Saturday : 2015.08.01

  • 07:34 MEH: clear stalled warp fault
    warptool -dbname gpc1 -updateskyfile -set_quality 42 -skycell_id skycell.2277.067 -warp_id 1610131  -fault 0
    
  • 07:36 MEH: nightly gpc1 OSS almost finished and gpc2 OSS finished, adding WS labels back in -- will see how long they take on their own compared to more limited data nodes yesterday (suspect 2/6 may go red after WS)
  • 08:30 MEH: moving some static test data off ipp071 to ipp023 to help free up space for priority nightly processing data nodes
  • 09:00 MEH: w/ the current priorities with WS running in morning, ps_ud_QUB must be higher than WS label otherwise already delayed data gets delayed again in the TSS pipeline..
    • ps_ud_MOPS probably should also be raised as well
  • 13:39 MEH: nightly WS finished except for one regularly fault 2 and set qual 42 to clear.. -- distribution will take some time to push out the bundles for QUB now
  • 16:20 MEH: nightly distribution just about finally finished... this is 5 minutes past final deadline to make it into tonight's QUB ingest and needs to be improved....
  • 16:40 MEH: had to spend extra time fixing stalled WS stalled from 20150725 since wasn't dealt with before all parts cleaned.. -- diff_id 1181701, skycell.2261.014
  • 22:00 EAM: nebulous replication has been running days behind and has finally given up the ghost.

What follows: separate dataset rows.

//! Configuration loaded from a TOML file plus `MATCHSCOUT_*` env overrides

use crate::error::Result;
use rust_decimal::Decimal;
use rust_decimal_macros::dec;
use serde::{Deserialize, Serialize};

/// Top-level configuration.
#[derive(Debug, Clone, Deserialize, Serialize)]
pub struct Config {
    pub database: DatabaseConfig,
    /// Telegram delivery; notifications are disabled when absent.
    pub telegram: Option<TelegramConfig>,
    #[serde(default)]
    pub scan: ScanConfig,
    #[serde(default)]
    pub backtest: BacktestConfig,
    #[serde(default)]
    pub rate_limit: RateLimitConfig,
    #[serde(default)]
    pub worker: WorkerConfig,
}

impl Config {
    pub fn load(path: &str) -> Result<Self> {
        let settings = config::Config::builder()
            .add_source(config::File::with_name(path).required(true))
            .add_source(config::Environment::with_prefix("MATCHSCOUT").separator("__"))
            .build()?;
        Ok(settings.try_deserialize()?)
    }
}

#[derive(Debug, Clone, Deserialize, Serialize)]
pub struct DatabaseConfig {
    /// SQLite file path, `sqlite:` URL or `sqlite::memory:`.
    pub path: String,
}

#[derive(Debug, Clone, Deserialize, Serialize)]
pub struct TelegramConfig {
    pub bot_token: String,
    /// Fallback chat for operator-facing messages (`test-notify`).
    pub chat_id: String,
}

#[derive(Debug, Clone, Deserialize, Serialize)]
#[serde(default)]
pub struct ScanConfig {
    /// How far ahead of now a fixture may kick off to be scanned.
    pub lookahead_hours: i64,
    /// Seconds between scan passes in `run` mode.
    pub interval_secs: u64,
    /// Global cap on notifications enqueued by a single pass.
    pub max_notifications_per_run: u32,
    /// Result cap handed to the compiler per (user, filter) pair.
    pub max_matches_per_filter: u32,
}

impl Default for ScanConfig {
    fn default() -> Self {
        Self {
            lookahead_hours: 48,
            interval_secs: 300,
            max_notifications_per_run: 50,
            max_matches_per_filter: 100,
        }
    }
}

#[derive(Debug, Clone, Deserialize, Serialize)]
#[serde(default)]
pub struct BacktestConfig {
    /// Cache rows expire this many hours after computation.
    pub cache_ttl_hours: i64,
    pub default_stake: Decimal,
    /// Decimal odds assumed when a fixture carries no bookmaker odds.
    pub default_odds: Decimal,
}

impl Default for BacktestConfig {
    fn default() -> Self {
        Self {
            cache_ttl_hours: 24,
            default_stake: dec!(1),
            default_odds: dec!(2),
        }
    }
}

#[derive(Debug, Clone, Deserialize, Serialize)]
#[serde(default)]
pub struct RateLimitConfig {
    /// Token bucket capacity; refill rate is capacity per second.
    pub capacity: u32,
    /// Bounded acquire retries per delivery attempt.
    pub acquire_attempts: u32,
    /// Fixed delay between acquire retries.
    pub acquire_delay_ms: u64,
}

impl Default for RateLimitConfig {
    fn default() -> Self {
        Self {
            capacity: 30,
            acquire_attempts: 5,
            acquire_delay_ms: 200,
        }
    }
}

#[derive(Debug, Clone, Deserialize, Serialize)]
#[serde(default)]
pub struct WorkerConfig {
    /// Seconds between polls of the job table.
    pub poll_interval_secs: u64,
    /// Delivery attempts before a notification job is failed for good.
    pub max_delivery_attempts: u32,
    /// Base for the exponential backoff between delivery attempts.
    pub backoff_base_ms: u64,
}

impl Default for WorkerConfig {
    fn default() -> Self {
        Self {
            poll_interval_secs: 5,
            max_delivery_attempts: 4,
            backoff_base_ms: 500,
        }
    }
}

There are missing binlogs and the only solution is to re-rsync the full nebulous database and restart replication. Since there is currently bad weather, I am shutting the system down now and plan to stop nebulous and do the rsync.

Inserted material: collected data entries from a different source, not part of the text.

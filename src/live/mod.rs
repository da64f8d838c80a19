//! Live rule evaluator
//!
//! Checks a rule list against one in-memory snapshot of a match in play.
//! Rules are a closed, tagged union with one case per category; anything the
//! deserializer does not recognize lands in [`LiveRule::Unknown`] and
//! evaluates to false. Fail closed, never fail open: a rule that cannot be
//! resolved (missing stat, missing odds entry, unsupported target) is false,
//! it is never an error.

#[cfg(test)]
mod tests;

use rust_decimal::Decimal;
use serde::{Deserialize, Serialize};
use std::collections::HashMap;

/// Per-stat counters as tracked by the live feed.
#[derive(Debug, Clone, Copy, Default, Serialize, Deserialize)]
pub struct StatCounter {
    pub home: Decimal,
    pub away: Decimal,
    pub total: Decimal,
}

/// One priced selection inside a market.
#[derive(Debug, Clone, Serialize, Deserialize)]
pub struct OddsQuote {
    pub selection: String,
    #[serde(default)]
    pub line: Option<Decimal>,
    pub price: Decimal,
}

/// Snapshot of one live match, assembled by the feed collaborator.
#[derive(Debug, Clone, Default, Serialize, Deserialize)]
pub struct LiveSnapshot {
    pub fixture_id: i64,
    pub minute: u32,
    pub home_score: u32,
    pub away_score: u32,
    /// Stat name (corners, shots_on_target, ...) to counters.
    #[serde(default)]
    pub stats: HashMap<String, StatCounter>,
    /// Market name to its priced selections.
    #[serde(default)]
    pub odds: HashMap<String, Vec<OddsQuote>>,
    #[serde(default)]
    pub ai_home_win_prob: Option<Decimal>,
    #[serde(default)]
    pub ai_away_win_prob: Option<Decimal>,
    #[serde(default)]
    pub historical_home_win_pct: Option<Decimal>,
    #[serde(default)]
    pub historical_away_win_pct: Option<Decimal>,
}

impl LiveSnapshot {
    /// Side currently winning, if any.
    fn winning_side(&self) -> Option<Side> {
        match self.home_score.cmp(&self.away_score) {
            std::cmp::Ordering::Greater => Some(Side::Home),
            std::cmp::Ordering::Less => Some(Side::Away),
            std::cmp::Ordering::Equal => None,
        }
    }

    fn losing_side(&self) -> Option<Side> {
        self.winning_side().map(Side::other)
    }
}

#[derive(Debug, Clone, Copy, PartialEq, Eq)]
enum Side {
    Home,
    Away,
}

impl Side {
    fn other(self) -> Side {
        match self {
            Side::Home => Side::Away,
            Side::Away => Side::Home,
        }
    }
}

/// Where a stat-based rule reads its value from. WINNING/LOSING resolve
/// dynamically to whichever side currently holds that state and make the
/// rule false while the match is drawn.
#[derive(Debug, Clone, Copy, PartialEq, Eq, Serialize, Deserialize)]
#[serde(rename_all = "SCREAMING_SNAKE_CASE")]
pub enum StatTarget {
    Home,
    Away,
    #[serde(alias = "EITHER", alias = "MATCH")]
    Total,
    Winning,
    Losing,
}

/// Side a team-state rule is checked against.
#[derive(Debug, Clone, Copy, PartialEq, Eq, Serialize, Deserialize)]
#[serde(rename_all = "SCREAMING_SNAKE_CASE")]
pub enum StateTarget {
    Home,
    Away,
    /// OR across both sides.
    Either,
}

#[derive(Debug, Clone, Copy, PartialEq, Eq, Serialize, Deserialize)]
#[serde(rename_all = "SCREAMING_SNAKE_CASE")]
pub enum RequiredState {
    Winning,
    Losing,
    Drawing,
    NotWinning,
    NotLosing,
}

/// Numeric comparator used by the value-bearing rule categories.
#[derive(Debug, Clone, Copy, PartialEq, Eq, Serialize, Deserialize)]
pub enum Comparator {
    #[serde(rename = ">")]
    Gt,
    #[serde(rename = ">=")]
    Gte,
    #[serde(rename = "<")]
    Lt,
    #[serde(rename = "<=")]
    Lte,
    #[serde(rename = "=")]
    Eq,
    #[serde(rename = "!=")]
    Ne,
}

impl Comparator {
    pub fn apply(self, left: Decimal, right: Decimal) -> bool {
        match self {
            Comparator::Gt => left > right,
            Comparator::Gte => left >= right,
            Comparator::Lt => left < right,
            Comparator::Lte => left <= right,
            Comparator::Eq => left == right,
            Comparator::Ne => left != right,
        }
    }
}

/// Pre-match probability metric usable in live rules.
#[derive(Debug, Clone, Copy, PartialEq, Eq, Serialize, Deserialize)]
#[serde(rename_all = "SCREAMING_SNAKE_CASE")]
pub enum PreMatchMetric {
    AiWinProbability,
    HistoricalWinPct,
}

/// One live rule. The `category` tag keeps the set closed; unrecognized
/// categories deserialize into `Unknown` and evaluate false.
#[derive(Debug, Clone, Serialize, Deserialize)]
#[serde(tag = "category", rename_all = "snake_case")]
pub enum LiveRule {
    /// Compare a live stat against a fixed value, or against the same stat
    /// on another target when `compare_to` is set and `value` is absent.
    LiveStats {
        metric: String,
        target: StatTarget,
        comparator: Comparator,
        #[serde(default)]
        value: Option<Decimal>,
        #[serde(default)]
        compare_to: Option<StatTarget>,
    },
    TeamState {
        state: RequiredState,
        target: StateTarget,
    },
    Odds {
        market: String,
        selection: String,
        #[serde(default)]
        line: Option<Decimal>,
        comparator: Comparator,
        value: Decimal,
    },
    /// Exact-minute check when `minute` is set, otherwise a conjunction of
    /// the before/after bounds that are present.
    Timing {
        #[serde(default)]
        minute: Option<u32>,
        #[serde(default)]
        before_minute: Option<u32>,
        #[serde(default)]
        after_minute: Option<u32>,
    },
    PreMatchStats {
        metric: PreMatchMetric,
        target: StatTarget,
        comparator: Comparator,
        value: Decimal,
    },
    #[serde(other)]
    Unknown,
}

/// Logical AND of all rules against the snapshot, short-circuiting on the
/// first false.
pub fn evaluate_match(snapshot: &LiveSnapshot, rules: &[LiveRule]) -> bool {
    rules.iter().all(|rule| evaluate_rule(snapshot, rule))
}

fn evaluate_rule(snapshot: &LiveSnapshot, rule: &LiveRule) -> bool {
    match rule {
        LiveRule::LiveStats {
            metric,
            target,
            comparator,
            value,
            compare_to,
        } => evaluate_live_stats(snapshot, metric, *target, *comparator, *value, *compare_to),
        LiveRule::TeamState { state, target } => evaluate_team_state(snapshot, *state, *target),
        LiveRule::Odds {
            market,
            selection,
            line,
            comparator,
            value,
        } => evaluate_odds(snapshot, market, selection, *line, *comparator, *value),
        LiveRule::Timing {
            minute,
            before_minute,
            after_minute,
        } => evaluate_timing(snapshot.minute, *minute, *before_minute, *after_minute),
        LiveRule::PreMatchStats {
            metric,
            target,
            comparator,
            value,
        } => evaluate_pre_match(snapshot, *metric, *target, *comparator, *value),
        LiveRule::Unknown => false,
    }
}

/// Resolve a stat for a target. None when the stat is untracked or the
/// dynamic target does not currently exist.
fn resolve_stat(snapshot: &LiveSnapshot, metric: &str, target: StatTarget) -> Option<Decimal> {
    let counter = snapshot.stats.get(metric)?;
    match target {
        StatTarget::Home => Some(counter.home),
        StatTarget::Away => Some(counter.away),
        StatTarget::Total => Some(counter.total),
        StatTarget::Winning => match snapshot.winning_side()? {
            Side::Home => Some(counter.home),
            Side::Away => Some(counter.away),
        },
        StatTarget::Losing => match snapshot.losing_side()? {
            Side::Home => Some(counter.home),
            Side::Away => Some(counter.away),
        },
    }
}

fn evaluate_live_stats(
    snapshot: &LiveSnapshot,
    metric: &str,
    target: StatTarget,
    comparator: Comparator,
    value: Option<Decimal>,
    compare_to: Option<StatTarget>,
) -> bool {
    let Some(left) = resolve_stat(snapshot, metric, target) else {
        return false;
    };
    let right = match (value, compare_to) {
        // Fixed value wins when both are present.
        (Some(v), _) => v,
        (None, Some(other)) => match resolve_stat(snapshot, metric, other) {
            Some(v) => v,
            None => return false,
        },
        (None, None) => return false,
    };
    comparator.apply(left, right)
}

fn side_state(snapshot: &LiveSnapshot, side: Side) -> RequiredState {
    match snapshot.winning_side() {
        Some(w) if w == side => RequiredState::Winning,
        Some(_) => RequiredState::Losing,
        None => RequiredState::Drawing,
    }
}

fn state_matches(actual: RequiredState, required: RequiredState) -> bool {
    match required {
        RequiredState::NotWinning => actual != RequiredState::Winning,
        RequiredState::NotLosing => actual != RequiredState::Losing,
        exact => actual == exact,
    }
}

fn evaluate_team_state(
    snapshot: &LiveSnapshot,
    state: RequiredState,
    target: StateTarget,
) -> bool {
    match target {
        StateTarget::Home => state_matches(side_state(snapshot, Side::Home), state),
        StateTarget::Away => state_matches(side_state(snapshot, Side::Away), state),
        StateTarget::Either => {
            state_matches(side_state(snapshot, Side::Home), state)
                || state_matches(side_state(snapshot, Side::Away), state)
        }
    }
}

fn evaluate_odds(
    snapshot: &LiveSnapshot,
    market: &str,
    selection: &str,
    line: Option<Decimal>,
    comparator: Comparator,
    value: Decimal,
) -> bool {
    let Some(quotes) = snapshot.odds.get(market) else {
        return false;
    };
    quotes
        .iter()
        .find(|q| q.selection == selection && q.line == line)
        .map(|q| comparator.apply(q.price, value))
        .unwrap_or(false)
}

fn evaluate_timing(
    current: u32,
    minute: Option<u32>,
    before: Option<u32>,
    after: Option<u32>,
) -> bool {
    if let Some(m) = minute {
        return current == m;
    }
    if before.is_none() && after.is_none() {
        return false;
    }
    let before_ok = before.map(|b| current < b).unwrap_or(true);
    let after_ok = after.map(|a| current > a).unwrap_or(true);
    before_ok && after_ok
}

fn evaluate_pre_match(
    snapshot: &LiveSnapshot,
    metric: PreMatchMetric,
    target: StatTarget,
    comparator: Comparator,
    value: Decimal,
) -> bool {
    // Only per-side probabilities exist; any other (metric, target) pair is
    // unsupported and false.
    let resolved = match (metric, target) {
        (PreMatchMetric::AiWinProbability, StatTarget::Home) => snapshot.ai_home_win_prob,
        (PreMatchMetric::AiWinProbability, StatTarget::Away) => snapshot.ai_away_win_prob,
        (PreMatchMetric::HistoricalWinPct, StatTarget::Home) => snapshot.historical_home_win_pct,
        (PreMatchMetric::HistoricalWinPct, StatTarget::Away) => snapshot.historical_away_win_pct,
        _ => None,
    };
    resolved.map(|v| comparator.apply(v, value)).unwrap_or(false)
}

  • 22:50 EAM: rsync ippdb08 -> ippdb06 started. here are the relevant coordinates:
    mysql> show master status;
    +-------------------+-----------+--------------+------------------+-------------------+
    | File              | Position  | Binlog_Do_DB | Binlog_Ignore_DB | Executed_Gtid_Set |
    +-------------------+-----------+--------------+------------------+-------------------+
    | mysqld-bin.002287 | 164616904 |              |                  |                   |
    +-------------------+-----------+--------------+------------------+-------------------+
    1 row in set (0.00 sec)
    

Sunday : YYYY.MM.DD

  • Gene fixed nebulous and restarted stdsci (HAF added this so we have a record, Gene should add details)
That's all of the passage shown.